**Task objective:** Using the data beneath this instruction, retype only the lines from the one that contains "address that answers" down to the one that contains "for candidate in", both included, exactly as they appear.

[Stored data entries]

/// Check a decoded response against the request it answers
pub fn check_response(
    frame: MbapFrame,
    transaction_id: u16,
    unit_id: u8,
    function: ModbusFunction,
) -> ModbusResult<Bytes> {
    if frame.transaction_id != transaction_id {
        return Err(ModbusError::frame(format!(
            "Transaction id mismatch: sent {}, got {}",
            transaction_id, frame.transaction_id
        )));
    }
    if frame.unit_id != unit_id {
        return Err(ModbusError::protocol(format!(
            "Unit id mismatch: sent {}, got {}",
            unit_id, frame.unit_id
        )));
    }

    if frame.is_exception() {
        let code = frame.payload.first().copied().unwrap_or(0);
        match ModbusException::from_u8(code) {
            Some(exc) => debug!("{} answered with {}", function, exc),
            None => debug!("{} answered with unknown exception 0x{:02X}", function, code),
        }
        return Err(ModbusError::exception(function.to_u8(), code));
    }

    if frame.function_code != function.to_u8() {
        return Err(ModbusError::protocol(format!(
            "Function mismatch: sent 0x{:02X}, got 0x{:02X}",
            function.to_u8(),
            frame.function_code
        )));
    }

    Ok(frame.payload)
}

/// Modbus/TCP transport over a single `TcpStream`
pub struct TcpTransport {
    stream: Option<TcpStream>,
    pub address: SocketAddr,
    timeout: Duration,
    transaction_id: u16,
    stats: TransportStats,
    packet_logging: bool,
}

impl TcpTransport {
    /// Open a connection to `address`, bounded by `timeout`
    pub async fn connect(address: SocketAddr, timeout: Duration) -> ModbusResult<Self> {
        let stream = open_stream(address, timeout).await?;
        debug!("Connected to {}", address);
        Ok(Self {
            stream: Some(stream),
            address,
            timeout,
            transaction_id: 0,
            stats: TransportStats::default(),
            packet_logging: false,
        })
    }

    /// Resolve `host:port` and connect to the first address that answers
    pub async fn from_address(addr: &str, timeout: Duration) -> ModbusResult<Self> {
        let candidates: Vec<SocketAddr> = lookup_host(addr)
            .await
            .map_err(|e| ModbusError::configuration(format!("Invalid address {}: {}", addr, e)))?
            .collect();

        let mut last_err = ModbusError::configuration(format!("{} resolved to nothing", addr));
        for candidate in candidates {
            match Self::connect(candidate, timeout).await {
                Ok(transport) => return Ok(transport),
                Err(e) => last_err = e,
            }
        }
        Err(last_err)
    }

    pub fn set_packet_logging(&mut self, enabled: bool) {
        self.packet_logging = enabled;
    }

    #[inline]
    pub fn timeout(&self) -> Duration {
        self.timeout
    }

    /// Drop the current socket and open a fresh one to the same address
    pub async fn reconnect(&mut self) -> ModbusResult<()> {
        self.close_stream().await;
        self.stream = Some(open_stream(self.address, self.timeout).await?);
        debug!("Reconnected to {}", self.address);
        Ok(())
    }

    fn next_transaction_id(&mut self) -> u16 {
        self.transaction_id = self.transaction_id.wrapping_add(1);
        self.transaction_id
    }

    fn timeout_ms(&self) -> u64 {
        self.timeout.as_millis() as u64
    }

    fn stream_mut(&mut self) -> ModbusResult<&mut TcpStream> {
        let address = self.address;
        self.stream
            .as_mut()
            .ok_or_else(|| ModbusError::connection(format!("Not connected to {}", address)))
    }

    /// Record a failed exchange; socket errors kill the connection
    fn fail(&mut self, err: ModbusError) -> ModbusError {
        self.stats.errors += 1;
        match err {
            ModbusError::Timeout { .. } => self.stats.timeouts += 1,
            ModbusError::Transport { .. } | ModbusError::Connection { .. } => {
                warn!("Dropping connection to {}: {}", self.address, err);
                self.stream = None;
            }
            _ => {}
        }
        err
    }

    /// Throw away bytes left over from an exchange that timed out
    fn discard_stale(&mut self) {
        let Some(stream) = self.stream.as_mut() else {
            return;
        };
        let mut scratch = [0u8; 256];
        let mut discarded = 0usize;
        loop {
            match stream.try_read(&mut scratch) {
                Ok(0) => break,
                Ok(n) => discarded += n,
                Err(e) if e.kind() == ErrorKind::WouldBlock => break,
                Err(_) => break,
            }
        }
        if discarded > 0 {
            debug!("Discarded {} stale bytes from {}", discarded, self.address);
        }
    }

    /// Write raw bytes to the socket
    pub async fn send_raw(&mut self, frame: &[u8]) -> ModbusResult<()> {
        self.send_frame(frame, None).await
    }

    /// A send that times out may have left half a frame on the wire, so the
    /// stream is dropped rather than reused.
    async fn send_frame(&mut self, frame: &[u8], unit_id: Option<u8>) -> ModbusResult<()> {
        let limit = self.timeout;
        let limit_ms = self.timeout_ms();
        let packet_logging = self.packet_logging;
        let stream = self.stream_mut()?;

        let result = match timeout(limit, stream.write_all(frame)).await {
            Ok(Ok(())) => Ok(()),
            Ok(Err(e)) => Err(ModbusError::transport(format!("send failed: {}", e))),
            Err(_) => Err(ModbusError::timeout("send request", limit_ms)),
        };

        match result {
            Ok(()) => {
                self.stats.requests_sent += 1;
                self.stats.bytes_sent += frame.len() as u64;
                if packet_logging {
                    log_packet("send", frame, unit_id);
                }
                Ok(())
            }
            Err(e @ ModbusError::Timeout { .. }) => {
                let err = self.fail(e);
                warn!("Dropping connection to {} after partial send", self.address);
                self.stream = None;
                Err(err)
            }
            Err(e) => Err(self.fail(e)),
        }
    }

    /// One bounded read of at most `max_len` bytes.
    ///
    /// An empty vector means the peer closed the connection without sending.
    pub async fn recv_raw(&mut self, max_len: usize) -> ModbusResult<Vec<u8>> {
        let limit = self.timeout;
        let limit_ms = self.timeout_ms();
        let packet_logging = self.packet_logging;
        let stream = self.stream_mut()?;

        let mut buf = vec![0u8; max_len];
        let result = match timeout(limit, stream.read(&mut buf)).await {
            Ok(Ok(n)) => Ok(n),
            Ok(Err(e)) => Err(ModbusError::transport(format!("receive failed: {}", e))),
            Err(_) => Err(ModbusError::timeout("receive", limit_ms)),
        };

        match result {
            Ok(n) => {
                buf.truncate(n);
                self.stats.bytes_received += n as u64;
                if n > 0 {
                    self.stats.responses_received += 1;
                    if packet_logging {
                        log_packet("receive", &buf, None);
                    }
                }
                Ok(buf)
            }
            Err(e) => Err(self.fail(e)),
        }
    }

    /// Read exactly one MBAP frame
    async fn read_frame(&mut self) -> ModbusResult<Vec<u8>> {
        let limit = self.timeout;
        let limit_ms = self.timeout_ms();
        let stream = self.stream_mut()?;

        let mut header = [0u8; MBAP_HEADER_LEN];
        match timeout(limit, stream.read_exact(&mut header)).await {
            Ok(Ok(_)) => {}
            Ok(Err(e)) => {
                return Err(ModbusError::transport(format!(
                    "read response header: {}",
                    e
                )))
            }
            Err(_) => return Err(ModbusError::timeout("read response header", limit_ms)),
        }

        let length = u16::from_be_bytes([header[4], header[5]]) as usize;
        if !(2..=MAX_MBAP_LENGTH).contains(&length) {
            // Resynchronising inside a corrupt stream is not possible
            return Err(ModbusError::transport(format!(
                "Invalid MBAP length {} in response",
                length
            )));
        }

        let mut frame = vec![0u8; MBAP_HEADER_LEN + length];
        frame[..MBAP_HEADER_LEN].copy_from_slice(&header);
        match timeout(limit, stream.read_exact(&mut frame[MBAP_HEADER_LEN..])).await {
            Ok(Ok(_)) => Ok(frame),
            Ok(Err(e)) => Err(ModbusError::transport(format!("read response data: {}", e))),
            Err(_) => Err(ModbusError::timeout("read response data", limit_ms)),
        }
    }

    async fn close_stream(&mut self) {
        if let Some(mut stream) = self.stream.take() {
            let _ = stream.shutdown().await;
        }
    }
}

**The answer:**
    /// Resolve `host:port` and connect to the first address that answers
    pub async fn from_address(addr: &str, timeout: Duration) -> ModbusResult<Self> {
        let candidates: Vec<SocketAddr> = lookup_host(addr)
            .await
            .map_err(|e| ModbusError::configuration(format!("Invalid address {}: {}", addr, e)))?
            .collect();

        let mut last_err = ModbusError::configuration(format!("{} resolved to nothing", addr));
        for candidate in candidates {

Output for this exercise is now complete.